[Data items]
= = = =

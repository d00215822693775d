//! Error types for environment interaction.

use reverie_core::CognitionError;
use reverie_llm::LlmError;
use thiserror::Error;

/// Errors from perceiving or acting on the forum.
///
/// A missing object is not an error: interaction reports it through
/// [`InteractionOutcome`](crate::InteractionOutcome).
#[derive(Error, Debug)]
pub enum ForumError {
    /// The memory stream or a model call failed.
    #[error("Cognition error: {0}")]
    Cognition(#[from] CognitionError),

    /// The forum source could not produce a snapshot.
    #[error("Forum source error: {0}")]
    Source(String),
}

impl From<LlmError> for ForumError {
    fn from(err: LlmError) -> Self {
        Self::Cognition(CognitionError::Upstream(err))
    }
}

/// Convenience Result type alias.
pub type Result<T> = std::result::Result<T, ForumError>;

= = = =

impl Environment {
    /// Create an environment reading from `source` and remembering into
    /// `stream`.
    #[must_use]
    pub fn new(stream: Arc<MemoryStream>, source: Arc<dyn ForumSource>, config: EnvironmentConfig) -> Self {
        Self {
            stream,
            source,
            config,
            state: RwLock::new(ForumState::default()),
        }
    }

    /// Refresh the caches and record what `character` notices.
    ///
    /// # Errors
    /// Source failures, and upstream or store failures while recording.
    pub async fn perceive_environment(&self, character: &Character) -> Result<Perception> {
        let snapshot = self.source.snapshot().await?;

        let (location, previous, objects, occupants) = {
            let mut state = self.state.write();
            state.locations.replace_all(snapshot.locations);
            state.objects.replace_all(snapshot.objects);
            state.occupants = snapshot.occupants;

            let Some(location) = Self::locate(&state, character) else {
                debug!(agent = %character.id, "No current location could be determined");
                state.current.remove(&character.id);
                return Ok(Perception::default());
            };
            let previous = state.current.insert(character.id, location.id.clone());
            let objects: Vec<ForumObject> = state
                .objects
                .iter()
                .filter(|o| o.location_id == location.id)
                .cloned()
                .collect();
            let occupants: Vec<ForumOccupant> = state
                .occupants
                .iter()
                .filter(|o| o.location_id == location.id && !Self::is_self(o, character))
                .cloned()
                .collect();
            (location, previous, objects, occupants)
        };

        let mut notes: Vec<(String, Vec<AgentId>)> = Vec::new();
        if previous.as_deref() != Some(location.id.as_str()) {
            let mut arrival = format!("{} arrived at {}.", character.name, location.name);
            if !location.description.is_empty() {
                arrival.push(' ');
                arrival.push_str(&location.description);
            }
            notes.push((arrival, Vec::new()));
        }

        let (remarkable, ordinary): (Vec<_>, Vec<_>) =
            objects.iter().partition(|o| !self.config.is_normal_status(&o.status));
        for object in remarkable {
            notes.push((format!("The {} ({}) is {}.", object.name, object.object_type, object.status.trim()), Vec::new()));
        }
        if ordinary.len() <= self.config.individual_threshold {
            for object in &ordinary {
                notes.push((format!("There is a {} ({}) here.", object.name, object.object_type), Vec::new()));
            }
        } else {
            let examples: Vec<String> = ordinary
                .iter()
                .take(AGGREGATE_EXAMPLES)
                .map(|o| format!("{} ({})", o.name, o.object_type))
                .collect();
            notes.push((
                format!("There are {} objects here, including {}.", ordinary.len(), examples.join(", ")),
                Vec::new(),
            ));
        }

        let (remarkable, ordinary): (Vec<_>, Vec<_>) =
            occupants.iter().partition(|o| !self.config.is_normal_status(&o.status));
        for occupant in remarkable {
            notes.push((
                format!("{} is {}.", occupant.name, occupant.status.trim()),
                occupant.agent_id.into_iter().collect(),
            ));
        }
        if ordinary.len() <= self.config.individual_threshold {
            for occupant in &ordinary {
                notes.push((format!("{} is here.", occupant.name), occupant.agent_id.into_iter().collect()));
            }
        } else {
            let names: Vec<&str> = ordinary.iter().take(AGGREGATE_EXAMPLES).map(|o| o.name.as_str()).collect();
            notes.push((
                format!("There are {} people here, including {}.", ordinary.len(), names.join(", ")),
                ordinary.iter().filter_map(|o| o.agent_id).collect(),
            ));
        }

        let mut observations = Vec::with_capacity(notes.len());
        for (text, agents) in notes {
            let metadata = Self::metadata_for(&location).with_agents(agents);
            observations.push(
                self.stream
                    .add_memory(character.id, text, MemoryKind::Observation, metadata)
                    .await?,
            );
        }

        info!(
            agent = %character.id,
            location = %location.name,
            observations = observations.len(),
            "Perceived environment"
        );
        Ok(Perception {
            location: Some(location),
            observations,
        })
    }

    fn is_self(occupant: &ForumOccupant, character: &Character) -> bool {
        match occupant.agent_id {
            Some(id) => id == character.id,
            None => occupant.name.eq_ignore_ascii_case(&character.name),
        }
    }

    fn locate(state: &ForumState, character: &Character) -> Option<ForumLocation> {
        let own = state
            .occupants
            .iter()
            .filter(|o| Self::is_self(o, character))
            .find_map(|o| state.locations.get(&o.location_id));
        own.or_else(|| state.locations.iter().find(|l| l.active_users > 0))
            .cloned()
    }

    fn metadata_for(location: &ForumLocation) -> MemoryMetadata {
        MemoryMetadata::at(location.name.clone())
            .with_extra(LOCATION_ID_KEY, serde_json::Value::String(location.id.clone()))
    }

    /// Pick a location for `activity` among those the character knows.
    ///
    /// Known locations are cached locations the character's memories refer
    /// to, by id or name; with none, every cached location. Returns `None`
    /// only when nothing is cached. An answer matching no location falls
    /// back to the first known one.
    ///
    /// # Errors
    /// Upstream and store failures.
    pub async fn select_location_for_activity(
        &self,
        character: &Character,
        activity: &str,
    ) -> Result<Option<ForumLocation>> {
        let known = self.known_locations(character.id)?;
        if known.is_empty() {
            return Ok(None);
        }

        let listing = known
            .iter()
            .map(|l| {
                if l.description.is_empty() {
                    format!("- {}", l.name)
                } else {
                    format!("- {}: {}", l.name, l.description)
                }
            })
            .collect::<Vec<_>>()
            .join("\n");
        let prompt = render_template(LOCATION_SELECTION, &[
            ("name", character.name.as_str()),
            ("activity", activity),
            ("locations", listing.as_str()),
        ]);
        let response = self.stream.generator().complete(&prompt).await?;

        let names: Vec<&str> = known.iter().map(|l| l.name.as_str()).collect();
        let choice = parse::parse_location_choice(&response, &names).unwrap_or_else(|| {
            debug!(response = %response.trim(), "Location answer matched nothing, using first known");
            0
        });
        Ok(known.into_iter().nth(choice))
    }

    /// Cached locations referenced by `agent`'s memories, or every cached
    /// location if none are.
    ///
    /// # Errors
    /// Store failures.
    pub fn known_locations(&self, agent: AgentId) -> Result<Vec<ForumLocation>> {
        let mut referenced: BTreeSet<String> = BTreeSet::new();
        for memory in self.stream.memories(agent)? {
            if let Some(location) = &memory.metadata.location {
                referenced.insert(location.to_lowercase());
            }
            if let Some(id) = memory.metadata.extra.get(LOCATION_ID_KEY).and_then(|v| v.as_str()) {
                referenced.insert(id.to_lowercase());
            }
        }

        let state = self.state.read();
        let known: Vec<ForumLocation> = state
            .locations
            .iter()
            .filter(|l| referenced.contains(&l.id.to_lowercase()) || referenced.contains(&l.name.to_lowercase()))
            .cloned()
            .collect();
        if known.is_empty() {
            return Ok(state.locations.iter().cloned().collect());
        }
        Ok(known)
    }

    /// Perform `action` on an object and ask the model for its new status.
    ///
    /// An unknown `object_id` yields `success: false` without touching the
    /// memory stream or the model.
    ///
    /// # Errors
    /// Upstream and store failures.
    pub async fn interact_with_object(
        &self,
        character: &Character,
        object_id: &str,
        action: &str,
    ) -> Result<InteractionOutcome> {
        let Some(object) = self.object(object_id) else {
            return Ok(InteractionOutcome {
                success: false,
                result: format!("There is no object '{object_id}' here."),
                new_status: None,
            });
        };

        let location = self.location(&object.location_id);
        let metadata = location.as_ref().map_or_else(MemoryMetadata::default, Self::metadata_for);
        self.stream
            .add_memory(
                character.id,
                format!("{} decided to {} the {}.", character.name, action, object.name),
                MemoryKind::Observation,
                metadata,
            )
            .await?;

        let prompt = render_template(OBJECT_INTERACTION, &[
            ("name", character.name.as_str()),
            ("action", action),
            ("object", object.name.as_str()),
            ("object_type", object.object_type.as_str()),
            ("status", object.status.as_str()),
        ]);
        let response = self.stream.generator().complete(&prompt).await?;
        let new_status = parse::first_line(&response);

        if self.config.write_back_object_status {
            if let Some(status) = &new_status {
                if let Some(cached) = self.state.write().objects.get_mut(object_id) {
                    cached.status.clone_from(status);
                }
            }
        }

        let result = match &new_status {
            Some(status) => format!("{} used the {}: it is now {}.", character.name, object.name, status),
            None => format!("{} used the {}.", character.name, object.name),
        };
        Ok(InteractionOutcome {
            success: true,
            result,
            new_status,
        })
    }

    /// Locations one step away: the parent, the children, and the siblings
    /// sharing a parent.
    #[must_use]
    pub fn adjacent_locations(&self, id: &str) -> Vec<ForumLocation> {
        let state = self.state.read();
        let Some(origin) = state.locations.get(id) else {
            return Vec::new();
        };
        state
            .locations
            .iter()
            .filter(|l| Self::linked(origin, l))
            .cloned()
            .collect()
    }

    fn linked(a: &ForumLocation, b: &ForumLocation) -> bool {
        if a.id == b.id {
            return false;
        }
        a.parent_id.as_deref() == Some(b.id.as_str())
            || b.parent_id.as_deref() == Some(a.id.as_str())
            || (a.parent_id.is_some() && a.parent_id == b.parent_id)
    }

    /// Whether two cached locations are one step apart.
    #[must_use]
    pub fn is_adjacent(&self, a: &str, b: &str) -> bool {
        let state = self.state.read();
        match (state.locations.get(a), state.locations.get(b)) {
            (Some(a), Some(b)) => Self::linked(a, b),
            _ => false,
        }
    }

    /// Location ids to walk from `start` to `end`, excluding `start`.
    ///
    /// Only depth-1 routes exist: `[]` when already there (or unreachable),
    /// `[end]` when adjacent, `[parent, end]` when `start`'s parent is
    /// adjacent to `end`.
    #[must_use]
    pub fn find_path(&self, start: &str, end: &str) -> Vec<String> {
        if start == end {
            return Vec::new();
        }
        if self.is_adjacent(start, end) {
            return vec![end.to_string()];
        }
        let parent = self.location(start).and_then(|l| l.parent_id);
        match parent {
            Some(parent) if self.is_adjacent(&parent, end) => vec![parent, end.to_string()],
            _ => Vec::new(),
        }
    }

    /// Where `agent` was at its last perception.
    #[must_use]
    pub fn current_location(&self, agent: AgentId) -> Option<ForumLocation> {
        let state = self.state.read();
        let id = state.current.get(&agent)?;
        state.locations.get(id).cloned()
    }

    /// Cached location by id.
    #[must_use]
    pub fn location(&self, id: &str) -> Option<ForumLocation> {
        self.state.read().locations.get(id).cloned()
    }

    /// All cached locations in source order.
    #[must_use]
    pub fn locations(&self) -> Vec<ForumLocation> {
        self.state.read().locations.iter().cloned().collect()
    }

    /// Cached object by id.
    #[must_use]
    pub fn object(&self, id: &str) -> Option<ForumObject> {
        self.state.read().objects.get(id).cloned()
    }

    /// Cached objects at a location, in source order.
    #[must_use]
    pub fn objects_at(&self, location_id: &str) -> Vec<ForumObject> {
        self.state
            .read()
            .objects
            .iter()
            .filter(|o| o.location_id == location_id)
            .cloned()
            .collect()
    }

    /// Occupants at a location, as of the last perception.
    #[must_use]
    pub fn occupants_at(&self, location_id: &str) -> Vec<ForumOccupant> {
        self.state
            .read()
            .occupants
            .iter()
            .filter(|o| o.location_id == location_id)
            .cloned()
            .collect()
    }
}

= = = =

- EXERCISE BRIEF -
Copy out every line from the records that has the word "AgentId".

- WRITTEN RESPONSE -
        let mut notes: Vec<(String, Vec<AgentId>)> = Vec::new();
    pub fn known_locations(&self, agent: AgentId) -> Result<Vec<ForumLocation>> {
    pub fn current_location(&self, agent: AgentId) -> Option<ForumLocation> {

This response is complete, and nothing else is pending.